Search the records for the string "labels", then copy each line where it appears.
*** EXTRACTED ENTRIES Section Begins ***
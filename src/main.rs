use anyhow::Context;
use clap::Parser;
use file_bundle::{request, Config, DirPattern, InputKind, LabelMode, Pipeline, ProcessOptions};
use std::path::PathBuf;
use tracing_subscriber::{fmt, prelude::*, EnvFilter};

#[derive(Parser, Debug)]
#[command(
    name = "file-bundle",
    version,
    author,
    about = "Bundle a directory, file or ZIP archive into one AI-ready text file",
    long_about = "Bundle a directory, file or ZIP archive into one AI-ready text file.\n\n\
    Every file is converted to text (source, PDF, DOCX, spreadsheets and more) and \
    concatenated with FILE/EXTENSION headers. A language mix is printed at the end.\n\n\
    USAGE EXAMPLES:\n  \
      # Bundle a project, skipping dependencies\n  \
      file-bundle ./my-project --exclude-dir node_modules --exclude-dir .git\n\n  \
      # Only Python and Markdown, printed to stdout\n  \
      file-bundle ./my-project --include py --include md --stdout\n\n  \
      # Bundle an archive with language names in the summary\n  \
      file-bundle ./project.zip --languages --summary\n\n  \
      # Answer a JSON request\n  \
      file-bundle --request '{\"path\": \"./src\", \"type\": \"dir\"}'"
)]
struct Cli {
    /// Directory, file or ZIP archive to bundle
    #[arg(value_name = "INPUT", required_unless_present = "request")]
    input: Option<PathBuf>,

    /// How to interpret INPUT
    #[arg(short, long, value_enum, default_value = "auto")]
    kind: CliKind,

    /// Output directory for the bundle
    #[arg(short, long, default_value = ".", value_name = "PATH")]
    out: PathBuf,

    /// Only extract files with this extension (repeatable)
    #[arg(short, long = "include", value_name = "EXT")]
    include: Vec<String>,

    /// Skip extraction for this extension (repeatable, ignored with --include)
    #[arg(short, long = "exclude", value_name = "EXT")]
    exclude: Vec<String>,

    /// Prune directories matching this pattern (repeatable)
    ///
    /// Plain names match a directory's name or any part of its path.
    /// Use glob:<pattern> or wildcards for globs and re:<expr> for regexes.
    #[arg(long = "exclude-dir", value_name = "PATTERN")]
    exclude_dir: Vec<String>,

    /// Visit directory entries in name order
    #[arg(long)]
    sorted: bool,

    /// Group the language mix by language name instead of extension
    #[arg(long)]
    languages: bool,

    /// Print the bundle to stdout instead of writing a file
    #[arg(long)]
    stdout: bool,

    /// Write a JSON summary next to the bundle
    #[arg(long)]
    summary: bool,

    /// Do not create backups of overwritten files
    #[arg(long)]
    no_backup: bool,

    /// Dry run (don't write files)
    #[arg(long)]
    dry_run: bool,

    /// Handle a JSON request `{"path": ..., "type": "dir"|"file"}` and print the response
    #[arg(long, value_name = "JSON", conflicts_with = "input")]
    request: Option<String>,

    /// Verbose output
    #[arg(short, long, action = clap::ArgAction::Count)]
    verbose: u8,
}

#[derive(Debug, Clone, Copy, clap::ValueEnum)]
enum CliKind {
    /// Detect from the path
    Auto,
    /// Directory tree
    Dir,
    /// Single file
    File,
    /// ZIP archive
    Archive,
}

impl From<CliKind> for InputKind {
    fn from(k: CliKind) -> Self {
        match k {
            CliKind::Auto => Self::Auto,
            CliKind::Dir => Self::Dir,
            CliKind::File => Self::File,
            CliKind::Archive => Self::Archive,
        }
    }
}

fn main() -> anyhow::Result<()> {
    let cli = Cli::parse();

    setup_tracing(cli.verbose)?;

    if let Some(body) = cli.request {
        let response = request::handle(&body);
        println!("{}", serde_json::to_string_pretty(&response.body)?);
        if !response.is_success() {
            anyhow::bail!("Request failed with status {}", response.status);
        }
        return Ok(());
    }

    let input = cli.input.context("INPUT is required")?;

    let exclude_dirs = cli
        .exclude_dir
        .iter()
        .map(|raw| DirPattern::parse(raw))
        .collect::<Result<Vec<_>, _>>()
        .context("Invalid --exclude-dir pattern")?;

    let options = ProcessOptions::new()
        .include_extensions(&cli.include)
        .exclude_extensions(&cli.exclude)
        .exclude_dirs(exclude_dirs)
        .sort_entries(cli.sorted);

    let labels = if cli.languages {
        LabelMode::Languages
    } else {
        LabelMode::Extensions
    };

    let config = Config::builder()
        .input(input)
        .kind(cli.kind.into())
        .output_dir(cli.out)
        .options(options)
        .labels(labels)
        .to_stdout(cli.stdout)
        .write_summary(cli.summary)
        .backup_existing(!cli.no_backup)
        .dry_run(cli.dry_run)
        .build()
        .context("Failed to build configuration")?;

    let stats = Pipeline::new(config)
        .context("Failed to create pipeline")?
        .run()
        .context("Pipeline execution failed")?;

    stats.print_summary();

    Ok(())
}

fn setup_tracing(verbosity: u8) -> anyhow::Result<()> {
    let filter = match verbosity {
        0 => EnvFilter::new("file_bundle=info"),
        1 => EnvFilter::new("file_bundle=debug"),
        _ => EnvFilter::new("file_bundle=trace"),
    };

    tracing_subscriber::registry()
        .with(filter)
        .with(
            fmt::layer()
                .with_target(false)
                .with_thread_ids(false)
                .with_writer(std::io::stderr),
        )
        .try_init()
        .context("Failed to initialize logging")?;

    Ok(())
}
use std::path::PathBuf;
use thiserror::Error;

/// Result type alias using the library's Error type.
pub type Result<T> = std::result::Result<T, Error>;

/// Comprehensive error types for the file-bundle library.
///
/// Only structural failures surface as `Error` values. Per-file extraction
/// failures are folded into placeholder text by the extraction registry and
/// never escape a `process_file` call.
#[derive(Error, Debug, Clone)]
#[non_exhaustive]
pub enum Error {
    /// IO error with context about the file path.
    #[error("IO error accessing '{path}': {message}")]
    Io {
        /// Path where the error occurred
        path: PathBuf,
        /// Error message
        message: String,
    },

    /// A rich-format extractor could not recover text.
    #[error("{format} extraction failed: {message}")]
    Extraction {
        /// Human-readable format name (PDF, DOCX, ...)
        format: String,
        /// Error message
        message: String,
    },

    /// Archive could not be opened or expanded.
    #[error("Failed to extract archive '{path}': {message}")]
    Archive {
        /// Path to the archive
        path: PathBuf,
        /// Error message
        message: String,
    },

    /// Configuration validation error.
    #[error("Invalid configuration: {message}")]
    Config {
        /// Detailed error message
        message: String,
    },

    /// JSON serialization error.
    #[error("Serialization error: {message}")]
    Serialization {
        /// Error message
        message: String,
    },

    /// System time error.
    #[error("System time error: {message}")]
    SystemTime {
        /// Error message
        message: String,
    },

    /// Invalid directory exclusion pattern.
    #[error("Invalid pattern '{pattern}': {reason}")]
    InvalidPattern {
        /// The invalid pattern
        pattern: String,
        /// Reason why it's invalid
        reason: String,
    },

    /// Background task failed to complete.
    #[error("Background task failed: {message}")]
    Task {
        /// Error message
        message: String,
    },
}

impl Error {
    /// Creates an IO error with path context.
    #[must_use]
    pub fn io(path: impl Into<PathBuf>, source: std::io::Error) -> Self {
        Self::Io {
            path: path.into(),
            message: source.to_string(),
        }
    }

    /// Creates an extraction error for the given format.
    #[must_use]
    pub fn extraction(format: impl Into<String>, message: impl Into<String>) -> Self {
        Self::Extraction {
            format: format.into(),
            message: message.into(),
        }
    }

    /// Creates an archive error.
    #[must_use]
    pub fn archive(path: impl Into<PathBuf>, message: impl Into<String>) -> Self {
        Self::Archive {
            path: path.into(),
            message: message.into(),
        }
    }

    /// Creates a configuration error.
    #[must_use]
    pub fn config(message: impl Into<String>) -> Self {
        Self::Config {
            message: message.into(),
        }
    }

    /// Creates a serialization error.
    #[must_use]
    pub fn serialization(message: impl Into<String>) -> Self {
        Self::Serialization {
            message: message.into(),
        }
    }

    /// Creates an invalid pattern error.
    #[must_use]
    pub fn invalid_pattern(pattern: impl Into<String>, reason: impl Into<String>) -> Self {
        Self::InvalidPattern {
            pattern: pattern.into(),
            reason: reason.into(),
        }
    }

    /// Creates a background task error.
    #[must_use]
    pub fn task(message: impl Into<String>) -> Self {
        Self::Task {
            message: message.into(),
        }
    }

    /// Returns the message without the variant prefix.
    ///
    /// Placeholders embed this so the bundle reads
    /// `[Error processing PDF: <parser message>]`.
    #[must_use]
    pub fn detail(&self) -> String {
        match self {
            Self::Extraction { message, .. } => message.clone(),
            other => other.to_string(),
        }
    }

    /// Returns true if this is an IO error.
    #[must_use]
    pub const fn is_io(&self) -> bool {
        matches!(self, Self::Io { .. })
    }

    /// Returns true if this is a configuration error.
    #[must_use]
    pub const fn is_config(&self) -> bool {
        matches!(self, Self::Config { .. } | Self::InvalidPattern { .. })
    }

    /// Returns true if this is an archive error.
    #[must_use]
    pub const fn is_archive(&self) -> bool {
        matches!(self, Self::Archive { .. })
    }
}

impl From<std::time::SystemTimeError> for Error {
    fn from(e: std::time::SystemTimeError) -> Self {
        Self::SystemTime {
            message: e.to_string(),
        }
    }
}

impl From<serde_json::Error> for Error {
    fn from(e: serde_json::Error) -> Self {
        Self::Serialization {
            message: e.to_string(),
        }
    }
}

impl From<zip::result::ZipError> for Error {
    fn from(e: zip::result::ZipError) -> Self {
        Self::Extraction {
            format: "ZIP".to_string(),
            message: e.to_string(),
        }
    }
}
//! Async facade over the blocking pipeline.
//!
//! Each call moves its work onto tokio's blocking pool so request handlers
//! and UI loops are never stalled by file reads or archive expansion.

use crate::{
    entry::ProcessedEntry,
    error::{Error, Result},
    filter::ProcessOptions,
    walker::Processor,
};
use std::path::PathBuf;
use tokio::task;

async fn run_blocking<T, F>(work: F) -> Result<T>
where
    T: Send + 'static,
    F: FnOnce() -> Result<T> + Send + 'static,
{
    task::spawn_blocking(work)
        .await
        .map_err(|e| Error::task(e.to_string()))?
}

/// Processes one file on the blocking pool.
///
/// # Errors
///
/// Returns an error only if the background task panicked or was cancelled.
pub async fn process_file(path: impl Into<PathBuf>, options: ProcessOptions) -> Result<ProcessedEntry> {
    let path = path.into();
    run_blocking(move || Ok(Processor::new(options).process_file(&path))).await
}

/// Processes a directory tree on the blocking pool.
///
/// # Errors
///
/// Returns the walk's error, or an error if the background task failed.
pub async fn process_directory(
    path: impl Into<PathBuf>,
    options: ProcessOptions,
) -> Result<Vec<ProcessedEntry>> {
    let path = path.into();
    run_blocking(move || Processor::new(options).process_directory(&path)).await
}

/// Processes a ZIP archive on the blocking pool.
///
/// # Errors
///
/// Returns the archive error, or an error if the background task failed.
pub async fn extract_from_archive(
    path: impl Into<PathBuf>,
    options: ProcessOptions,
) -> Result<Vec<ProcessedEntry>> {
    let path = path.into();
    run_blocking(move || Processor::new(options).extract_from_archive(&path)).await
}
*** EXTRACTED ENTRIES Section Ends ***
→ SOLUTION TO THIS TASK
    let labels = if cli.languages {
        .labels(labels)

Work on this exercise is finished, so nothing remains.